Records provided:
#####

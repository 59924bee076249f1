//! Filter 子系统：横切行为（准入、缓存等）以可组合的拦截器形式包裹 Invoker。
//!
//! # 结构概览
//! - [`Filter`]：单个拦截器契约，看到的“下一阶段”总是一个 [`Invoker`]；
//! - [`Activation`]：激活谓词，按调用侧与描述符参数决定 Filter 是否装配；
//! - [`FilterRegistry`]：读多写少的注册表，`ArcSwap` 整表替换；
//! - [`FilterChain`]：一次性组装出的不可变链路，本身也是一个 Invoker。
//!
//! # 设计约束
//! - 链路在导出/引用时组装一次，之后每次调用复用，调用路径上不再评估激活谓词；
//! - 顺序由 `order` 稳定排序决定，`order` 相同时保持注册顺序；
//! - 销毁链路只会销毁终端 Invoker 一次。

pub mod execute_limit;

use std::{
    borrow::Cow,
    fmt,
    sync::{
        Arc,
        atomic::{AtomicBool, Ordering},
    },
};

use arc_swap::ArcSwap;
use async_trait::async_trait;

use crate::{
    BoxInvoker, Invocation, InvocationResult, Invoker, RpcError, ServiceDescriptor,
    keys::{DEFAULT_FILTER_NAME, REFERENCE_FILTER_KEY, REMOVE_VALUE_PREFIX, SERVICE_FILTER_KEY},
};

pub use execute_limit::ExecuteLimitFilter;

/// `Filter` 描述一次调用在某个横切关注点上的拦截逻辑。
///
/// # 设计初衷（Why）
/// - 让限流、缓存、上下文透传等逻辑在不修改调用点的前提下插入调用路径；
/// - 每个 Filter 把下一阶段视作普通 [`Invoker`]，因此可以决定继续、短路或转换错误。
///
/// # 契约说明（What）
/// - **输入**：`next` 为链路中的下一阶段，`invocation` 为按值移交的调用；
/// - **并发**：同一 Filter 实例会被并发调用，除显式共享的协作方（如 RpcStatus 仓储）外不得持有
///   跨调用的可变状态；
/// - **错误**：已识别的 [`RpcError`] 应原样透传。
#[async_trait]
pub trait Filter: Send + Sync + 'static {
    async fn invoke(
        &self,
        next: &dyn Invoker,
        invocation: Invocation,
    ) -> Result<InvocationResult, RpcError>;
}

/// 调用侧。
#[derive(Clone, Copy, Debug, PartialEq, Eq, Hash)]
pub enum Side {
    Provider,
    Consumer,
}

impl Side {
    /// 该侧显式 Filter 列表所在的参数键。
    pub fn filter_key(self) -> &'static str {
        match self {
            Side::Provider => SERVICE_FILTER_KEY,
            Side::Consumer => REFERENCE_FILTER_KEY,
        }
    }
}

/// Filter 的激活谓词与优先级。
///
/// - **契约 (What)**：`sides` 为空表示两侧都适用；`keys` 为空表示无参数要求，否则任一键以服务级或
///   方法级形式出现且非空即激活；`order` 越小越靠近调用方。
#[derive(Clone, Debug, Default, PartialEq, Eq)]
pub struct Activation {
    sides: Vec<Side>,
    keys: Vec<Cow<'static, str>>,
    order: i32,
}

impl Activation {
    pub fn new() -> Self {
        Self::default()
    }

    pub fn on(mut self, side: Side) -> Self {
        if !self.sides.contains(&side) {
            self.sides.push(side);
        }
        self
    }

    pub fn when_key(mut self, key: impl Into<Cow<'static, str>>) -> Self {
        self.keys.push(key.into());
        self
    }

    pub fn order(mut self, order: i32) -> Self {
        self.order = order;
        self
    }

    pub fn priority(&self) -> i32 {
        self.order
    }

    /// 在给定调用侧与描述符下是否激活。
    pub fn applies(&self, side: Side, descriptor: &ServiceDescriptor) -> bool {
        let side_matches = self.sides.is_empty() || self.sides.contains(&side);
        let keys_match =
            self.keys.is_empty() || self.keys.iter().any(|key| descriptor.has_parameter_key(key));
        side_matches && keys_match
    }
}

/// 注册表中的一条 Filter 记录。
#[derive(Clone)]
pub struct FilterRegistration {
    name: Arc<str>,
    filter: Arc<dyn Filter>,
    activation: Activation,
}

impl FilterRegistration {
    pub fn name(&self) -> &str {
        &self.name
    }

    pub fn activation(&self) -> &Activation {
        &self.activation
    }
}

impl fmt::Debug for FilterRegistration {
    fn fmt(&self, f: &mut fmt::Formatter<'_>) -> fmt::Result {
        f.debug_struct("FilterRegistration")
            .field("name", &self.name)
            .field("activation", &self.activation)
            .finish()
    }
}

/// Filter 注册表：读路径零锁，写路径整表替换。
///
/// # 教案级说明
/// - **意图 (Why)**：Filter 在启动期注册、在每次导出/引用时读取，`ArcSwap` 让读取无需加锁；
/// - **流程 (How)**：注册时复制当前表并追加（同名则原位替换），再通过 `rcu` 原子替换；
/// - **后置条件 (Contract)**：新表对之后的链路组装立即可见，已组装的链路不受影响。
#[derive(Default)]
pub struct FilterRegistry {
    entries: ArcSwap<Vec<FilterRegistration>>,
}

impl FilterRegistry {
    pub fn new() -> Self {
        Self::default()
    }

    /// 注册（或原位替换同名）Filter。
    pub fn register(&self, name: &str, filter: Arc<dyn Filter>, activation: Activation) {
        let registration = FilterRegistration {
            name: Arc::from(name),
            filter,
            activation,
        };
        self.entries.rcu(|current| {
            let mut next = Vec::clone(current);
            match next.iter_mut().find(|entry| entry.name() == name) {
                Some(slot) => *slot = registration.clone(),
                None => next.push(registration.clone()),
            }
            next
        });
        tracing::debug!(filter = name, "filter registered");
    }

    pub fn with(self, name: &str, filter: Arc<dyn Filter>, activation: Activation) -> Self {
        self.register(name, filter, activation);
        self
    }

    /// 当前注册的 Filter 名称（注册顺序）。
    pub fn names(&self) -> Vec<String> {
        self.entries
            .load()
            .iter()
            .map(|entry| entry.name().to_owned())
            .collect()
    }

    /// 选出某一侧应装配的 Filter，按链路顺序返回。
    ///
    /// - 自动激活：满足 [`Activation::applies`] 且未被 `-name` 排除的 Filter，按 `order` 稳定排序；
    /// - 显式列表（`service.filter`/`reference.filter`）：`-default` 关闭全部自动激活，
    ///   普通名称追加在自动激活之后，出现在 `default` 之前的名称放在最前；
    /// - 显式列表中的未知名称返回 [`RpcError::ExtensionNotFound`]。
    pub fn select(
        &self,
        side: Side,
        descriptor: &ServiceDescriptor,
    ) -> Result<Vec<FilterRegistration>, RpcError> {
        let entries = self.entries.load();
        let names: Vec<&str> = descriptor
            .parameter(side.filter_key())
            .map(|list| {
                list.split(',')
                    .map(str::trim)
                    .filter(|name| !name.is_empty())
                    .collect()
            })
            .unwrap_or_default();
        let excluded = |name: &str| {
            names
                .iter()
                .any(|n| n.strip_prefix(REMOVE_VALUE_PREFIX) == Some(name))
        };

        let mut selected = Vec::new();
        if !excluded(DEFAULT_FILTER_NAME) {
            selected = entries
                .iter()
                .filter(|entry| {
                    !names.contains(&entry.name())
                        && !excluded(entry.name())
                        && entry.activation.applies(side, descriptor)
                })
                .cloned()
                .collect();
            selected.sort_by_key(|entry| entry.activation.order);
        }

        let mut explicit = Vec::new();
        for name in names.iter().copied() {
            if name.starts_with(REMOVE_VALUE_PREFIX) || excluded(name) {
                continue;
            }
            if name == DEFAULT_FILTER_NAME {
                explicit.append(&mut selected);
                selected = std::mem::take(&mut explicit);
                continue;
            }
            let entry = entries
                .iter()
                .find(|entry| entry.name() == name)
                .ok_or_else(|| RpcError::ExtensionNotFound {
                    kind: "filter",
                    name: name.to_owned(),
                })?;
            explicit.push(entry.clone());
        }
        selected.extend(explicit);
        Ok(selected)
    }

    /// 为终端 Invoker 组装某一侧的 Filter 链。
    pub fn build_chain(&self, terminal: BoxInvoker, side: Side) -> Result<FilterChain, RpcError> {
        let selected = self.select(side, terminal.descriptor())?;
        let chain = FilterChain::new(
            terminal,
            selected
                .into_iter()
                .map(|entry| (entry.name, entry.filter)),
        );
        tracing::debug!(
            service = %chain.descriptor().identity(),
            ?side,
            filters = ?chain.filter_names(),
            "filter chain composed"
        );
        Ok(chain)
    }
}

/// 以一个 Filter 包裹内层 Invoker。
pub struct FilterInvoker {
    filter: Arc<dyn Filter>,
    next: BoxInvoker,
}

impl FilterInvoker {
    pub fn new(filter: Arc<dyn Filter>, next: BoxInvoker) -> Self {
        Self { filter, next }
    }
}

#[async_trait]
impl Invoker for FilterInvoker {
    fn descriptor(&self) -> &ServiceDescriptor {
        self.next.descriptor()
    }

    fn is_available(&self) -> bool {
        self.next.is_available()
    }

    async fn invoke(&self, invocation: Invocation) -> Result<InvocationResult, RpcError> {
        self.filter.invoke(self.next.as_ref(), invocation).await
    }

    fn destroy(&self) {
        self.next.destroy();
    }
}

/// 组装完成的 Filter 链。
///
/// - **契约 (What)**：`invoke` 严格按链路顺序经过每个 Filter；`destroy` 幂等，只销毁终端 Invoker 一次。
pub struct FilterChain {
    head: BoxInvoker,
    filter_names: Vec<Arc<str>>,
    destroyed: AtomicBool,
}

impl FilterChain {
    /// 以给定顺序（第一个最靠近调用方）包裹终端 Invoker。
    pub fn new<I>(terminal: BoxInvoker, filters: I) -> Self
    where
        I: IntoIterator<Item = (Arc<str>, Arc<dyn Filter>)>,
        I::IntoIter: DoubleEndedIterator,
    {
        let mut filter_names = Vec::new();
        let mut head = terminal;
        for (name, filter) in filters.into_iter().rev() {
            filter_names.push(name);
            head = Arc::new(FilterInvoker::new(filter, head));
        }
        filter_names.reverse();
        Self {
            head,
            filter_names,
            destroyed: AtomicBool::new(false),
        }
    }

    /// 链路中 Filter 的名称，按调用顺序排列。
    pub fn filter_names(&self) -> Vec<&str> {
        self.filter_names.iter().map(|name| name.as_ref()).collect()
    }
}

#[async_trait]
impl Invoker for FilterChain {
    fn descriptor(&self) -> &ServiceDescriptor {
        self.head.descriptor()
    }

    fn is_available(&self) -> bool {
        !self.destroyed.load(Ordering::Acquire) && self.head.is_available()
    }

    async fn invoke(&self, invocation: Invocation) -> Result<InvocationResult, RpcError> {
        self.head.invoke(invocation).await
    }

    fn destroy(&self) {
        if !self.destroyed.swap(true, Ordering::AcqRel) {
            self.head.destroy();
        }
    }
}
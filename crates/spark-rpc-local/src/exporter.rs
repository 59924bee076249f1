//! 导出表：服务键 → 本地执行该服务的 Invoker。

use std::{
    fmt,
    sync::{
        Arc,
        atomic::{AtomicBool, Ordering},
    },
};

use dashmap::{DashMap, mapref::entry::Entry};
use spark_rpc::{BoxInvoker, RpcError, ServiceIdentity};

/// 把服务键绑定到真正执行调用的 Invoker。
///
/// - **契约 (What)**：`unexport` 只在首次调用时销毁绑定的 Invoker，之后为空操作；
///   从导出表移除由 [`ExporterRegistry::unregister`] 负责，两者互不隐含。
pub struct Exporter {
    key: Arc<str>,
    invoker: BoxInvoker,
    unexported: AtomicBool,
}

impl Exporter {
    pub fn new(key: impl Into<Arc<str>>, invoker: BoxInvoker) -> Self {
        Self {
            key: key.into(),
            invoker,
            unexported: AtomicBool::new(false),
        }
    }

    pub fn key(&self) -> &str {
        &self.key
    }

    pub fn invoker(&self) -> &BoxInvoker {
        &self.invoker
    }

    pub fn is_unexported(&self) -> bool {
        self.unexported.load(Ordering::Acquire)
    }

    /// 销毁绑定的 Invoker；返回本次是否真正执行了销毁。
    pub fn unexport(&self) -> bool {
        if self.unexported.swap(true, Ordering::AcqRel) {
            return false;
        }
        self.invoker.destroy();
        true
    }
}

impl fmt::Debug for Exporter {
    fn fmt(&self, f: &mut fmt::Formatter<'_>) -> fmt::Result {
        f.debug_struct("Exporter")
            .field("key", &self.key)
            .field("service", &self.invoker.descriptor().identity())
            .field("unexported", &self.is_unexported())
            .finish()
    }
}

/// 进程内共享的导出表。
///
/// # 教案式说明
/// - **意图 (Why)**：本地 Invoker 在每次调用时都要查表，写入只发生在导出/注销生命周期中，
///   分片并发表保证读写并行时不会读到撕裂的状态；
/// - **契约 (What)**：
///   - [`register`](Self::register) 以 Exporter 自带的键登记，同键重复登记返回
///     [`RpcError::DuplicateExport`]；
///   - [`lookup`](Self::lookup) 为精确查找，[`find`](Self::find) 在精确查找失败且查询身份含 `*`
///     时扫描整表做通配匹配；
/// - **风险 (Trade-offs)**：通配扫描为线性复杂度，只在分组或版本写作 `*` 时才会触发。
#[derive(Debug, Default)]
pub struct ExporterRegistry {
    exporters: DashMap<Arc<str>, Arc<Exporter>>,
}

impl ExporterRegistry {
    pub fn new() -> Self {
        Self::default()
    }

    pub fn register(&self, exporter: Arc<Exporter>) -> Result<(), RpcError> {
        match self.exporters.entry(Arc::clone(&exporter.key)) {
            Entry::Occupied(_) => Err(RpcError::DuplicateExport {
                key: exporter.key().to_owned(),
            }),
            Entry::Vacant(slot) => {
                slot.insert(exporter);
                Ok(())
            }
        }
    }

    pub fn unregister(&self, key: &str) -> Option<Arc<Exporter>> {
        self.exporters.remove(key).map(|(_, exporter)| exporter)
    }

    pub fn lookup(&self, key: &str) -> Option<Arc<Exporter>> {
        self.exporters
            .get(key)
            .map(|entry| Arc::clone(entry.value()))
    }

    /// 先按键精确查找；查询身份包含通配分量时再按身份匹配。
    pub fn find(&self, key: &str, identity: &ServiceIdentity) -> Option<Arc<Exporter>> {
        if let Some(exporter) = self.lookup(key) {
            return Some(exporter);
        }
        if !identity.is_wildcard() {
            return None;
        }
        self.exporters
            .iter()
            .find(|entry| identity.matches(entry.value().invoker().descriptor().identity()))
            .map(|entry| Arc::clone(entry.value()))
    }

    pub fn contains(&self, key: &str) -> bool {
        self.exporters.contains_key(key)
    }

    /// 已登记的服务键（排序后）。
    pub fn keys(&self) -> Vec<String> {
        let mut keys: Vec<String> = self
            .exporters
            .iter()
            .map(|entry| entry.key().to_string())
            .collect();
        keys.sort();
        keys
    }

    pub fn len(&self) -> usize {
        self.exporters.len()
    }

    pub fn is_empty(&self) -> bool {
        self.exporters.is_empty()
    }
}
//! Extractors whose rejections use the standard error body

use axum::extract::rejection::{JsonRejection, PathRejection};
use axum::extract::{FromRequest, FromRequestParts};
use one_core::OneError;

use crate::routes::AppError;

/// `axum::Json` that rejects with an `AppError`
#[derive(FromRequest)]
#[from_request(via(axum::Json), rejection(AppError))]
pub struct AppJson<T>(pub T);

/// `axum::extract::Path` that rejects with an `AppError`
#[derive(FromRequestParts)]
#[from_request(via(axum::extract::Path), rejection(AppError))]
pub struct AppPath<T>(pub T);

impl From<JsonRejection> for AppError {
    fn from(rejection: JsonRejection) -> Self {
        AppError(OneError::InvalidInput(rejection.body_text()))
    }
}

impl From<PathRejection> for AppError {
    fn from(rejection: PathRejection) -> Self {
        AppError(OneError::InvalidInput(rejection.body_text()))
    }
}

#####

To do:
Those lines of the records that contain the string "Option" should be identified and copied.

Completed task:
    pub fn unregister(&self, key: &str) -> Option<Arc<Exporter>> {
    pub fn lookup(&self, key: &str) -> Option<Arc<Exporter>> {
    pub fn find(&self, key: &str, identity: &ServiceIdentity) -> Option<Arc<Exporter>> {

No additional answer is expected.